He glared. "Hah. Let's go."
"Alright, dummy."
She fluttered ahead, turning off the road and making for the steep trail up the spire to the old watchtower. Atyr trudged along behind.
The way grew swiftly rocky, rough-edged hunks strewn about and buried deep in the grass turf. The trail spiraled up and up and around the steep prominence. It was a short climb to the place where the green grass ended entirely, replaced now by the jumbled fall of boulders and jagged stones. The trail picked its winding way in and among them.

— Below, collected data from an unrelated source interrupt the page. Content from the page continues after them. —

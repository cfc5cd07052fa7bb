//! End-to-end pipeline: frames in, gate, execution, ledger exits.

use std::sync::{Arc, Mutex};
use std::time::Duration;

use riptide::application::{Pipeline, Services};
use riptide::config::Config;
use riptide::port::{ExecutionVenue, ScoringProvider, TransportFactory};
use riptide::testkit::{domain, ChannelHandle, ChannelTransport, ScriptedVenue};
use rust_decimal_macros::dec;

/// Hands out one [`ChannelTransport`] and keeps its control handle.
fn channel_factory() -> (TransportFactory, ChannelHandle) {
    let (transport, handle) = ChannelTransport::pair();
    let slot = Mutex::new(Some(transport));
    let factory: TransportFactory = Arc::new(move |_url| {
        let transport = slot
            .lock()
            .unwrap()
            .take()
            .expect("transport requested twice");
        Box::new(transport)
    });
    (factory, handle)
}

fn test_config(snapshot_dir: &tempfile::TempDir) -> Config {
    let mut config = Config::default();
    config.sources.ws_urls = vec!["ws://feed.test".to_string()];
    config.sources.snapshot_path = snapshot_dir
        .path()
        .join("ledger.json")
        .to_string_lossy()
        .into_owned();
    config.execution.retry_delay_ms = 1;
    config
}

/// A provider that yields a fixed list of signals, then ends.
struct FixedSignals(Vec<riptide::domain::Signal>);

#[async_trait::async_trait]
impl ScoringProvider for FixedSignals {
    async fn next_signal(&mut self) -> Option<riptide::domain::Signal> {
        if self.0.is_empty() {
            None
        } else {
            Some(self.0.remove(0))
        }
    }
}

#[tokio::test]
async fn signal_becomes_position_and_stop_loss_closes_it() {
    let dir = tempfile::tempdir().unwrap();
    let (factory, remote) = channel_factory();
    let venue: Arc<dyn ExecutionVenue> =
        Arc::new(ScriptedVenue::quoting("jup", dec!(100), dec!(1)));

    let services = Arc::new(
        Services::from_config(test_config(&dir), factory, vec![venue]).unwrap(),
    );
    let mut pipeline = Pipeline::new(Arc::clone(&services));
    pipeline.start();

    // One confident signal opens a position at the venue fill price 1.00.
    pipeline
        .run(FixedSignals(vec![domain::signal("mint-1", dec!(0.9))]))
        .await;
    assert_eq!(services.ledger().open_count(), 1);
    assert_eq!(services.metrics().snapshot().orders_completed, 1);

    // A tick above the stop only marks; one below it closes the position.
    remote.push_text(r#"{"room":"price:mint-1","content":{"price":"0.95"}}"#);
    remote.push_text(r#"{"room":"price:mint-1","content":{"price":"0.84"}}"#);
    wait_until(|| services.ledger().open_count() == 0).await;

    assert_eq!(services.ledger().daily_pnl(), dec!(-16.00));
    let metrics = services.metrics().snapshot();
    assert_eq!(metrics.positions_opened, 1);
    assert_eq!(metrics.positions_closed, 1);

    pipeline.shutdown();
    // The snapshot written on close survives for the next run.
    let restored = riptide::application::SnapshotStore::new(
        services.config().sources.snapshot_path.clone(),
    )
    .load()
    .unwrap()
    .unwrap();
    assert_eq!(restored.open_count(), 0);
    assert_eq!(restored.risk().daily_pnl(), dec!(-16.00));
}

#[tokio::test]
async fn low_confidence_signals_are_rejected_before_the_gate() {
    let dir = tempfile::tempdir().unwrap();
    let (factory, _remote) = channel_factory();
    let venue: Arc<dyn ExecutionVenue> =
        Arc::new(ScriptedVenue::quoting("jup", dec!(100), dec!(1)));

    let services = Arc::new(
        Services::from_config(test_config(&dir), factory, vec![venue]).unwrap(),
    );
    let pipeline = Pipeline::new(Arc::clone(&services));

    pipeline
        .run(FixedSignals(vec![domain::signal("mint-1", dec!(0.2))]))
        .await;

    assert_eq!(services.ledger().open_count(), 0);
    assert_eq!(services.metrics().snapshot().signals_rejected, 1);
}

#[tokio::test]
async fn position_ceiling_stops_the_flow() {
    let dir = tempfile::tempdir().unwrap();
    let (factory, _remote) = channel_factory();
    let venue: Arc<dyn ExecutionVenue> =
        Arc::new(ScriptedVenue::quoting("jup", dec!(100), dec!(1)));

    let mut config = test_config(&dir);
    config.risk.max_open_positions = 1;
    let services = Arc::new(Services::from_config(config, factory, vec![venue]).unwrap());
    let pipeline = Pipeline::new(Arc::clone(&services));

    pipeline
        .run(FixedSignals(vec![
            domain::signal("mint-1", dec!(0.9)),
            domain::signal("mint-2", dec!(0.9)),
        ]))
        .await;

    assert_eq!(services.ledger().open_count(), 1);
    assert_eq!(services.metrics().snapshot().signals_rejected, 1);
}

#[tokio::test]
async fn abandoned_feed_releases_its_subscription() {
    use riptide::testkit::transport::connect_refused;
    use riptide::testkit::ScriptedTransport;

    let dir = tempfile::tempdir().unwrap();
    let factory: TransportFactory = Arc::new(|url| {
        Box::new(
            ScriptedTransport::new().with_connect_results(vec![Err(connect_refused(url))]),
        )
    });
    let mut config = test_config(&dir);
    config.reconnection = riptide::testkit::config::reconnection();

    let services = Arc::new(Services::from_config(config, factory, Vec::new()).unwrap());
    let mut pipeline = Pipeline::new(Arc::clone(&services));
    pipeline.start();

    // Once the reconnect budget runs out the feed task gives up and
    // drops its handle instead of waiting on a dead stream.
    wait_until(|| services.pool().stats().reconnects >= 1).await;
    wait_until(|| services.pool().subscriber_count("ws://feed.test") == 0).await;
    assert_eq!(services.pool().stats().active_connections, 0);
    pipeline.shutdown();
}

async fn wait_until(mut done: impl FnMut() -> bool) {
    for _ in 0..200 {
        if done() {
            return;
        }
        tokio::time::sleep(Duration::from_millis(5)).await;
    }
    panic!("condition not reached in time");
}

Above, the lichen-covered spire jutted high out of the earth. Atyr looked behind them, out over the low hills of Woodstead. He had never before ascended to the tower, and he found himself surprised at how high it really was. From a distance it had seemed almost comparable to the knoll on which the Birdhouse sat; climbing it, it was much taller.
Shortly before midday, the trail led under an immense slab of rock which lay across the entrance to a harsh cleft twice as tall as a man. The short cliffs on either side were jagged and overhung, defying those hiking the spire to attempt to scale them. Atyr paused when he saw it; it was as though a fortress had been made of the rock of the earth, hostile and imposing. In the warlike days of the past, the small watchtower must have been all but unassailable. He breathed once, deeply, and considered everything that had lead him here in recent weeks. Shaking his head to himself, he stepped into the shadow, in under the roof of stone.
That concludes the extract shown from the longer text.